提交 dd81e34a 编写于 作者: D danielclow

doc: english version of developer guide

上级 e95ff92a
---
sidebar_label: Stream Processing
description: "The TDengine stream processing engine combines data inserts, preprocessing, analytics, real-time computation, and alerting into a single component."
title: Stream Processing
---
Raw time-series data is often cleaned and preprocessed before being permanently stored in a database. In a traditional time-series solution, this generally requires the deployment of stream processing systems such as Kafka or Flink. However, the complexity of such systems increases the cost of development and maintenance.
With the stream processing engine built into TDengine, you can process incoming data streams in real time and define stream transformations in SQL. Incoming data is automatically processed, and the results are pushed to specified tables based on triggering rules that you define. This is a lightweight alternative to complex processing engines that returns computation results in milliseconds even in high throughput scenarios.

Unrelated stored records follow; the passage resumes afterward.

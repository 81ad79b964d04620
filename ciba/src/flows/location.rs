//! # Device Location
//!
//! Check a customer's device is within an area, for example to confirm a
//! card payment is made where the customer is.

use serde::{Deserialize, Serialize};
use tracing::instrument;

use crate::client::CibaClient;
use crate::error::invalid;
use crate::phone::PhoneNumber;
use crate::types::{LocationVerificationRequest, LocationVerificationResponse};
use crate::Result;

/// Smallest supported area radius, in km.
pub const MIN_ACCURACY_KM: u32 = 2;

/// Largest supported area radius, in km.
pub const MAX_ACCURACY_KM: u32 = 200;

/// A circular area.
#[derive(Clone, Copy, Debug, Deserialize, Serialize, PartialEq)]
#[serde(rename_all = "camelCase")]
pub struct Area {
    /// Latitude of the centre, in degrees.
    pub latitude: f64,

    /// Longitude of the centre, in degrees.
    pub longitude: f64,

    /// Radius, in km.
    pub accuracy_km: u32,
}

impl Area {
    /// Puerta del Sol, Madrid.
    pub const MADRID: Self = Self::new(40.4168, -3.7038, 20);
    /// Port Olímpic, Barcelona.
    pub const BARCELONA: Self = Self::new(41.3851, 2.1734, 8);
    /// City of Arts and Sciences, Valencia.
    pub const VALENCIA: Self = Self::new(39.4699, -0.3763, 12);
    /// Seville Cathedral.
    pub const SEVILLA: Self = Self::new(37.3891, -5.9845, 15);

    /// Create an area.
    #[must_use]
    pub const fn new(latitude: f64, longitude: f64, accuracy_km: u32) -> Self {
        Self {
            latitude,
            longitude,
            accuracy_km,
        }
    }

    /// A named preset area.
    #[must_use]
    pub fn preset(name: &str) -> Option<Self> {
        match name.to_ascii_lowercase().as_str() {
            "madrid" => Some(Self::MADRID),
            "barcelona" => Some(Self::BARCELONA),
            "valencia" => Some(Self::VALENCIA),
            "sevilla" | "seville" => Some(Self::SEVILLA),
            _ => None,
        }
    }

    /// Check the area is well formed.
    ///
    /// # Errors
    ///
    /// Returns an [`Error::Validation`](crate::Error::Validation) if a coordinate is out of range or the
    /// radius is outside 2-200 km.
    pub fn validate(&self) -> Result<()> {
        if !(-90.0..=90.0).contains(&self.latitude) {
            return Err(invalid!("latitude must be between -90 and 90"));
        }
        if !(-180.0..=180.0).contains(&self.longitude) {
            return Err(invalid!("longitude must be between -180 and 180"));
        }
        if !(MIN_ACCURACY_KM..=MAX_ACCURACY_KM).contains(&self.accuracy_km) {
            return Err(invalid!(
                "accuracy must be between {MIN_ACCURACY_KM} and {MAX_ACCURACY_KM} km"
            ));
        }
        Ok(())
    }
}

/// Check the customer's device is within `area`.
///
/// # Errors
///
/// Returns an [`Error::Validation`](crate::Error::Validation) for an invalid phone number or area, or
/// the error of the verification step that failed.
#[instrument(level = "debug", skip(client, phone))]
pub async fn verify_location(
    client: &CibaClient, phone: &str, area: &Area,
) -> Result<LocationVerificationResponse> {
    let phone = PhoneNumber::parse(phone)?;
    area.validate()?;

    let payload =
        LocationVerificationRequest::new(&phone, area.latitude, area.longitude, area.accuracy_km);
    client.perform_full_verification(phone.as_str(), &payload).await
}
#[cfg(test)]
mod test {
    use serde_json::json;

    use super::*;

    // Empty and absent fields should not be sent.
    #[test]
    fn skip_blank() {
        let request = KycMatchRequest {
            given_name: Some("Federica".to_string()),
            family_name: Some(String::new()),
            email: Some("  ".to_string()),
            gender: Some(Gender::Female),
            ..KycMatchRequest::default()
        };

        let ser = serde_json::to_value(&request).expect("should serialize");
        assert_eq!(ser, json!({"givenName": "Federica", "gender": "FEMALE"}));
        assert_eq!(request.fields(), vec![KycField::GivenName, KycField::Gender]);
    }

    #[test]
    fn empty_gender() {
        let request: KycMatchRequest =
            serde_json::from_value(json!({"idDocument": "66666666q", "gender": ""}))
                .expect("should deserialize");
        assert_eq!(request.gender, None);
        assert_eq!(request.fields(), vec![KycField::IdDocument]);
    }

    #[test]
    fn response_scores() {
        let response: KycMatchResponse = serde_json::from_value(json!({
            "idDocumentMatch": "true",
            "nameMatch": "false",
            "nameMatchScore": 87,
            "middleNamesMatch": "false",
            "middleNamesScore": 40,
            "emailMatch": "not_available",
            "_sandbox": "simulated"
        }))
        .expect("should deserialize");

        assert_eq!(response.result(KycField::IdDocument), Some(MatchResult::True));
        assert_eq!(response.score(KycField::Name), Some(87));
        assert_eq!(response.score(KycField::MiddleNames), Some(40));
        assert_eq!(response.result(KycField::Email), Some(MatchResult::NotAvailable));
        assert_eq!(response.result(KycField::Gender), None);
        assert_eq!(response.sandbox.as_deref(), Some("simulated"));
    }
}
//! # Capabilities
//!
//! Each verification capability offered by the gateway is described by the
//! scope requested at `bc-authorize` and the resource path called with the
//! resulting access token. A single parameterised client serves them all.

use std::fmt::{self, Display};
use std::str::FromStr;

use serde::de::DeserializeOwned;
use serde::{Deserialize, Serialize};

use crate::error::{Error, invalid};

/// A verification capability.
#[derive(Clone, Copy, Debug, Deserialize, Serialize, PartialEq, Eq, Hash)]
#[serde(rename_all = "kebab-case")]
pub enum Capability {
    /// Minimum age check (KYC Age Verification).
    AgeVerification,

    /// Customer data match (KYC Match).
    KycMatch,

    /// Device location verification.
    DeviceLocation,

    /// Recent SIM change check.
    SimSwap,
}

impl Capability {
    /// Every supported capability.
    pub const ALL: [Self; 4] =
        [Self::AgeVerification, Self::KycMatch, Self::DeviceLocation, Self::SimSwap];

    /// The scope to request at `bc-authorize`.
    #[must_use]
    pub const fn scope(self) -> &'static str {
        match self {
            Self::AgeVerification => {
                "dpv:FraudPreventionAndDetection kyc-age-verification:verify"
            }
            Self::KycMatch => "dpv:FraudPreventionAndDetection#kyc-match:match",
            Self::DeviceLocation => "dpv:FraudPreventionAndDetection#device-location-read",
            Self::SimSwap => "dpv:FraudPreventionAndDetection#sim-swap",
        }
    }

    /// The resource path, relative to the gateway base URL.
    #[must_use]
    pub const fn path(self) -> &'static str {
        match self {
            Self::AgeVerification => "/kyc-age-verification/v0.1/verify",
            Self::KycMatch => "/kyc-match/v0.2/match",
            Self::DeviceLocation => "/location/v0/verify",
            Self::SimSwap => "/sim-swap/v0/check",
        }
    }

    /// Short name, as used in configuration and on the command line.
    #[must_use]
    pub const fn as_str(self) -> &'static str {
        match self {
            Self::AgeVerification => "age-verification",
            Self::KycMatch => "kyc-match",
            Self::DeviceLocation => "device-location",
            Self::SimSwap => "sim-swap",
        }
    }
}

impl Display for Capability {
    fn fmt(&self, f: &mut fmt::Formatter<'_>) -> fmt::Result {
        write!(f, "{}", self.as_str())
    }
}

impl FromStr for Capability {
    type Err = Error;

    fn from_str(s: &str) -> Result<Self, Self::Err> {
        Self::ALL
            .into_iter()
            .find(|c| c.as_str() == s)
            .ok_or_else(|| invalid!("unsupported capability: {s}"))
    }
}

/// A capability request payload.
///
/// Implemented by each capability's request type so that the resource call
/// is typed by its payload: the path comes from `CAPABILITY` and the
/// response is decoded as `Response`.
pub trait Verification: Serialize + Send + Sync {
    /// The result returned by the capability endpoint.
    type Response: DeserializeOwned + Send;

    /// The capability the payload is sent to.
    const CAPABILITY: Capability;
}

The stream processing engine includes data filtering, scalar function computation (including user-defined functions), and window aggregation, with support for sliding windows, session windows, and event windows. Stream processing can write data to supertables from other supertables, standard tables, or subtables. When you create a stream, the target supertable is automatically created. New data is then processed and written to that supertable according to the rules defined for the stream. You can use PARTITION BY statements to partition the data by table name or tag. Separate partitions are then written to different subtables within the target supertable.
TDengine stream processing supports the aggregation of supertables that are deployed across multiple vnodes. It can also handle out-of-order writes and includes a watermark mechanism that determines the extent to which out-of-order data is accepted by the system. You can configure whether to drop or reprocess out-of-order data through the **ignore expired** parameter.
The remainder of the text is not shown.